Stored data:
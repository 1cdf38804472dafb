use std::sync::Arc;

use o2g_api::{
    AccessMode, ApiError, AuthenticationRest, ServerInfo, ServiceId, SessionsRest, Version,
};
use rest_client::uri;
use tracing::{debug, info, warn};

use crate::config::SdkConfig;
use crate::error::{SdkError, SdkResult};
use crate::registry::ServiceRegistry;
use crate::session::Session;

/// A gateway that answered the bootstrap, ready to open sessions
pub struct ServiceEndPoint {
    registry: Arc<ServiceRegistry>,
    access_mode: AccessMode,
    server_info: ServerInfo,
    version: Version,
    config: SdkConfig,
}

impl ServiceEndPoint {
    pub(crate) fn new(
        registry: Arc<ServiceRegistry>,
        access_mode: AccessMode,
        server_info: ServerInfo,
        version: Version,
        config: SdkConfig,
    ) -> Self {
        Self {
            registry,
            access_mode,
            server_info,
            version,
            config,
        }
    }

    pub fn access_mode(&self) -> AccessMode {
        self.access_mode
    }

    pub fn server_info(&self) -> &ServerInfo {
        &self.server_info
    }

    /// Negotiated API version
    pub fn api_version(&self) -> &Version {
        &self.version
    }

    /// Authenticate and open a session.
    ///
    /// If the gateway does not return a session, the half-open session is
    /// closed before failing.
    pub async fn open_session(
        &self,
        login: &str,
        password: &str,
        application_name: &str,
    ) -> SdkResult<Session> {
        require("login", login)?;
        require("password", password)?;
        require("applicationName", application_name)?;

        debug!("Authenticate user {}", login);
        let authentication = self
            .registry
            .get_or_create::<AuthenticationRest>(ServiceId::Authentication)
            .ok_or(SdkError::ServiceUnavailable(ServiceId::Authentication))?;

        let authenticated = authentication
            .authenticate(login, password)
            .await?
            .ok_or_else(|| SdkError::AuthenticationFailed(login.to_string()))?;
        info!("Authentication done");

        self.registry.set_base_uri(
            ServiceId::Sessions,
            uri::ensure_https(authenticated.url(self.access_mode)),
        );
        let sessions = self
            .registry
            .get_or_create::<SessionsRest>(ServiceId::Sessions)
            .ok_or(SdkError::ServiceUnavailable(ServiceId::Sessions))?;

        debug!("Open session for {}", application_name);
        let info = match sessions.open(application_name).await {
            Ok(Some(info)) if info.time_to_live > 0 => info,
            Ok(Some(info)) => {
                warn!("Session opened with an invalid time to live ({} ms)", info.time_to_live);
                return Err(Self::abort_session(&sessions).await);
            }
            Ok(None) => return Err(Self::abort_session(&sessions).await),
            Err(ApiError::ParseError(e)) => {
                warn!("Malformed session payload: {}", e);
                return Err(Self::abort_session(&sessions).await);
            }
            Err(e) => return Err(e.into()),
        };

        debug!("Session opened: time to live = {} ms", info.time_to_live);
        self.registry
            .register_from_session_services(&info, self.access_mode);

        Ok(Session::start(
            self.registry.clone(),
            sessions,
            info,
            login.to_string(),
            self.access_mode,
            self.server_info.clone(),
            self.config.stream_config(),
        ))
    }

    /// Close a half-open session before failing
    async fn abort_session(sessions: &SessionsRest) -> SdkError {
        if let Err(e) = sessions.close().await {
            warn!("Unable to close the half-open session: {}", e);
        }
        SdkError::OpenSessionFailed
    }
}

/// Fail with an invalid argument error if `value` is empty
pub(crate) fn require(name: &str, value: &str) -> SdkResult<()> {
    if value.trim().is_empty() {
        return Err(SdkError::InvalidArgument(format!("{name} must not be empty")));
    }
    Ok(())
}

→ Task objective: Each line in the data that holds the string "ServiceRegistry" needs to be copied.

→ Your solution:
use crate::registry::ServiceRegistry;
    registry: Arc<ServiceRegistry>,
        registry: Arc<ServiceRegistry>,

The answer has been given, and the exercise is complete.